A young man pulled up to my house the other day and told me how he’d spent every summer of his childhood in the cottage next door, a structure now close to complete disrepair. He was sad about the abandonment, but I could see that in his mind’s eye, the clapboard nearly overtaken by weeds still lived in its glory days. His wife and two tow-headed boys joined us in a tour of his past. He looked beyond the torn-up floors and mildew to tell us how the main bedroom seemed enormous when he was small. He would send me pictures, he promised, to show me how the place was once well cared for and glorious.

He talked about the former owners of my home — Leon and Claire — and how he would run down to the shore across their fields nearly four times a day, often in search of what the clammers left behind, things like old rubber boots. He’d learned to fly fish where Sligo Creek rushes into Sampson Cove. He picked blueberries and spent hours on the high granite rocks. When he imagined what might have changed over the years, he knew the granite ledges would not ever disappear.

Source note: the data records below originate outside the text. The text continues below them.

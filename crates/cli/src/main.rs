use std::error::Error;

use api_types::expense::ExpenseItem;
use chrono::NaiveDate;
use clap::{Args, Parser, Subcommand};
use expenses_cli::{Client, Session};
use serde::Serialize;

#[derive(Parser, Debug)]
#[command(name = "expenses-cli")]
#[command(about = "Record and inspect expenses through the expense tracker API")]
struct Cli {
    /// Base URL of the API (also read from `EXPENSES_URL`).
    #[arg(long, env = "EXPENSES_URL", default_value = "http://127.0.0.1:8000")]
    url: String,

    /// Bearer token printed by `login` (also read from `EXPENSES_TOKEN`).
    #[arg(long, env = "EXPENSES_TOKEN", hide_env_values = true, global = true)]
    token: Option<String>,

    #[command(subcommand)]
    command: Command,
}

#[derive(Subcommand, Debug)]
enum Command {
    /// Create a new account
    Register(Credentials),
    /// Log in and print the token to export
    Login(Credentials),
    /// Show the expenses of a day
    Show {
        #[arg(long)]
        date: NaiveDate,
    },
    /// Replace the expenses of a day; no `--item` clears it
    Set {
        #[arg(long)]
        date: NaiveDate,
        /// `AMOUNT:CATEGORY[:NOTES]`, repeatable
        #[arg(long = "item", value_parser = parse_item)]
        items: Vec<ExpenseItem>,
    },
    /// List every recorded expense
    All,
    /// Spending per category over an inclusive date range
    Breakdown {
        #[arg(long)]
        from: NaiveDate,
        #[arg(long)]
        to: NaiveDate,
    },
    /// Spending per month
    Monthly,
}

#[derive(Args, Debug)]
struct Credentials {
    #[arg(long)]
    username: String,
    #[arg(long)]
    password: String,
}

fn parse_item(value: &str) -> Result<ExpenseItem, String> {
    let mut parts = value.splitn(3, ':');
    let amount = parts
        .next()
        .unwrap_or_default()
        .trim()
        .parse::<f64>()
        .map_err(|err| format!("invalid amount in '{value}': {err}"))?;
    let category = parts
        .next()
        .map(str::trim)
        .filter(|category| !category.is_empty())
        .ok_or_else(|| format!("missing category in '{value}'"))?;
    let notes = parts.next().unwrap_or_default();

    Ok(ExpenseItem {
        amount,
        category: category.to_string(),
        notes: notes.to_string(),
    })
}

fn print_json<T: Serialize>(value: &T) -> Result<(), Box<dyn Error + Send + Sync>> {
    println!("{}", serde_json::to_string_pretty(value)?);
    Ok(())
}

#[tokio::main]
async fn main() -> Result<(), Box<dyn Error + Send + Sync>> {
    let cli = Cli::parse();
    let client = Client::new(&cli.url)?;
    let session = || {
        cli.token
            .clone()
            .map(Session::from_token)
            .ok_or("missing token: run `login` and export EXPENSES_TOKEN")
    };

    match cli.command {
        Command::Register(credentials) => {
            let message = client
                .register(&credentials.username, &credentials.password)
                .await?;
            println!("{}", message.message);
        }
        Command::Login(credentials) => {
            let session = client
                .login(&credentials.username, &credentials.password)
                .await?;
            println!("export EXPENSES_TOKEN={}", session.access_token);
        }
        Command::Show { date } => {
            print_json(&client.expenses_for_date(&session()?, date).await?)?;
        }
        Command::Set { date, items } => {
            let message = client.replace_expenses(&session()?, date, &items).await?;
            println!("{}", message.message);
        }
        Command::All => print_json(&client.all_expenses(&session()?).await?)?,
        Command::Breakdown { from, to } => {
            print_json(&client.category_breakdown(&session()?, from, to).await?)?;
        }
        Command::Monthly => print_json(&client.monthly_totals(&session()?).await?)?,
    }

    Ok(())
}

#[cfg(test)]
mod tests {
    use super::*;

    #[test]
    fn item_with_notes() {
        let item = parse_item("12.5:Food:lunch: with Bob").unwrap();
        assert_eq!(item.amount, 12.5);
        assert_eq!(item.category, "Food");
        assert_eq!(item.notes, "lunch: with Bob");
    }

    #[test]
    fn item_without_notes() {
        let item = parse_item("800:Rent").unwrap();
        assert_eq!(item.amount, 800.0);
        assert_eq!(item.category, "Rent");
        assert_eq!(item.notes, "");
    }

    #[test]
    fn item_errors() {
        assert!(parse_item("ten:Food").is_err());
        assert!(parse_item("10").is_err());
        assert!(parse_item("10: ").is_err());
    }

    #[test]
    fn set_collects_repeated_items() {
        let cli = Cli::try_parse_from([
            "expenses-cli",
            "--token",
            "abc",
            "set",
            "--date",
            "2024-08-15",
            "--item",
            "50:Food",
            "--item",
            "50:Rent",
        ])
        .unwrap();

        assert_eq!(cli.token.as_deref(), Some("abc"));
        match cli.command {
            Command::Set { date, items } => {
                assert_eq!(date, NaiveDate::from_ymd_opt(2024, 8, 15).unwrap());
                assert_eq!(items.len(), 2);
            }
            other => panic!("unexpected command {other:?}"),
        }
    }
}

As he spoke, I realized that his childhood had morphed into my adulthood. All of his carefree roaming in the woods, pastures and the shore had become my current life. All of his enthusiasm mirrored my own.

My childhood was spent year-round in a small garden apartment bounded on one side by railroad tracks, another by old Baltimore, and another by suburban sprawl. My only escape was to venture onto tree branches and imagine myself as the captain of a ship. We had boulders too, painted bright yellow to keep cars from treading off the apartment complex roads. I used to leap across them, just as this boy next door had his granite forts.

Maine has brought out the child spirit in me, especially in the summer months. I can captain my kayak on journeys I’d only imagined from the tree tops of that Baltimore apartment complex. I run down to the water many times through the day and it’s never the same, just as the boy/now young man recalls.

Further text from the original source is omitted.